# [Task objective]
Check every line of the entries below for the word "failure", and copy the ones that have it.
___ Provided data
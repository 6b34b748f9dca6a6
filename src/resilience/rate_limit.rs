//! Token bucket rate limiter.
//!
//! # Responsibilities
//! - Admit at most `limit_for_period` calls per `limit_refresh_period`
//! - Let callers wait up to `timeout_duration` for a permit
//! - Reject with `RateLimited` when no permit arrives in time
//!
//! # Design Decisions
//! - Tokens refill continuously; the bucket holds at most one period's worth
//! - A caller that cannot get a permit within its timeout fails immediately
//!   instead of sleeping for nothing

use std::fmt;
use std::sync::{Arc, Mutex};
use std::time::Duration;

use tokio::time::Instant;

use crate::callable::{Args, Callable};
use crate::contract::{Operation, TargetIdentity};
use crate::decorators::Wrapper;
use crate::error::CallError;
use crate::observability::metrics;

/// A simple token bucket.
struct TokenBucket {
    tokens: f64,
    last_update: Instant,
}

impl TokenBucket {
    fn new(capacity: f64) -> Self {
        Self {
            tokens: capacity,
            last_update: Instant::now(),
        }
    }

    /// Take one token, or report how long until one is available.
    fn try_acquire(&mut self, capacity: f64, refill_rate: f64) -> Result<(), Duration> {
        let now = Instant::now();
        let elapsed = now.duration_since(self.last_update).as_secs_f64();

        self.tokens = (self.tokens + elapsed * refill_rate).min(capacity);
        self.last_update = now;

        if self.tokens >= 1.0 {
            self.tokens -= 1.0;
            Ok(())
        } else {
            Err(Duration::from_secs_f64((1.0 - self.tokens) / refill_rate))
        }
    }
}

struct RateLimiterInner {
    name: String,
    capacity: f64,
    refill_rate: f64,
    timeout: Duration,
    bucket: Mutex<TokenBucket>,
}

/// Limits the call rate of everything it wraps.
#[derive(Clone)]
pub struct RateLimiter {
    inner: Arc<RateLimiterInner>,
}

impl RateLimiter {
    pub fn builder(name: impl Into<String>) -> RateLimiterBuilder {
        RateLimiterBuilder {
            name: name.into(),
            limit_for_period: 50,
            limit_refresh_period: Duration::from_millis(500),
            timeout_duration: Duration::from_secs(5),
        }
    }

    pub fn name(&self) -> &str {
        &self.inner.name
    }

    /// Take a permit without waiting.
    pub fn try_acquire_permission(&self) -> bool {
        self.poll_permit().is_ok()
    }

    /// Wait up to the configured timeout for a permit.
    ///
    /// A timeout too large to represent as an instant waits without a deadline.
    pub async fn acquire_permission(&self) -> bool {
        let deadline = Instant::now().checked_add(self.inner.timeout);
        loop {
            match self.poll_permit() {
                Ok(()) => return true,
                Err(wait) => {
                    let past_deadline = deadline.is_some_and(|deadline| {
                        Instant::now().checked_add(wait).map_or(true, |ready| ready > deadline)
                    });
                    if past_deadline {
                        return false;
                    }
                    tokio::time::sleep(wait).await;
                }
            }
        }
    }

    fn poll_permit(&self) -> Result<(), Duration> {
        let mut bucket = self
            .inner
            .bucket
            .lock()
            .unwrap_or_else(|poisoned| poisoned.into_inner());
        bucket.try_acquire(self.inner.capacity, self.inner.refill_rate)
    }
}

impl Wrapper for RateLimiter {
    fn name(&self) -> &str {
        &self.inner.name
    }

    fn wrap(&self, call: Callable, operation: &Operation, target: &TargetIdentity) -> Callable {
        let limiter = self.clone();
        let target = target.clone();
        let operation = operation.name().to_string();

        Callable::new(move |args: Args| {
            let limiter = limiter.clone();
            let call = call.clone();
            let target = target.clone();
            let operation = operation.clone();
            async move {
                if !limiter.acquire_permission().await {
                    tracing::warn!(
                        rate_limiter = %limiter.name(),
                        operation = %operation,
                        "Rate limit exceeded"
                    );
                    metrics::record_rate_limited(limiter.name(), &target, &operation);
                    return Err(CallError::RateLimited {
                        name: limiter.name().to_string(),
                    });
                }
                call.call(args).await
            }
        })
    }
}

impl fmt::Debug for RateLimiter {
    fn fmt(&self, f: &mut fmt::Formatter<'_>) -> fmt::Result {
        f.debug_struct("RateLimiter")
            .field("name", &self.inner.name)
            .field("capacity", &self.inner.capacity)
            .field("timeout", &self.inner.timeout)
            .finish()
    }
}

/// Builder for [`RateLimiter`].
pub struct RateLimiterBuilder {
    name: String,
    limit_for_period: u32,
    limit_refresh_period: Duration,
    timeout_duration: Duration,
}

impl RateLimiterBuilder {
    pub fn limit_for_period(mut self, limit: u32) -> Self {
        self.limit_for_period = limit.max(1);
        self
    }

    pub fn limit_refresh_period(mut self, period: Duration) -> Self {
        self.limit_refresh_period = period;
        self
    }

    /// Longest a caller waits for a permit; zero fails immediately.
    pub fn timeout_duration(mut self, timeout: Duration) -> Self {
        self.timeout_duration = timeout;
        self
    }

    pub fn build(self) -> RateLimiter {
        let capacity = self.limit_for_period as f64;
        let period = self.limit_refresh_period.as_secs_f64().max(f64::EPSILON);
        RateLimiter {
            inner: Arc::new(RateLimiterInner {
                name: self.name,
                capacity,
                refill_rate: capacity / period,
                timeout: self.timeout_duration,
                bucket: Mutex::new(TokenBucket::new(capacity)),
            }),
        }
    }
}
impl Wrapper for CircuitBreaker {
    fn name(&self) -> &str {
        &self.inner.name
    }

    fn wrap(&self, call: Callable, operation: &Operation, target: &TargetIdentity) -> Callable {
        let breaker = self.clone();
        let target = target.clone();
        let operation = operation.name().to_string();

        Callable::new(move |args: Args| {
            let breaker = breaker.clone();
            let call = call.clone();
            let target = target.clone();
            let operation = operation.clone();
            async move {
                let Some(admission) = breaker.admit() else {
                    breaker.inner.not_permitted.fetch_add(1, Ordering::Relaxed);
                    metrics::record_circuit_call(breaker.name(), &target, &operation, "not_permitted");
                    return Err(CallError::CircuitOpen {
                        name: breaker.name().to_string(),
                    });
                };

                let guard = PermitGuard {
                    breaker: breaker.clone(),
                    admission,
                    completed: false,
                };
                let result = call.call(args).await;
                let failure = match &result {
                    Ok(_) => false,
                    Err(error) => (breaker.inner.record_error)(error),
                };
                guard.complete(failure);
                metrics::record_circuit_call(
                    breaker.name(),
                    &target,
                    &operation,
                    if failure { "failed" } else { "successful" },
                );
                result
            }
        })
    }
}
______
# [Answer section]
                let failure = match &result {
                guard.complete(failure);
                    if failure { "failed" } else { "successful" },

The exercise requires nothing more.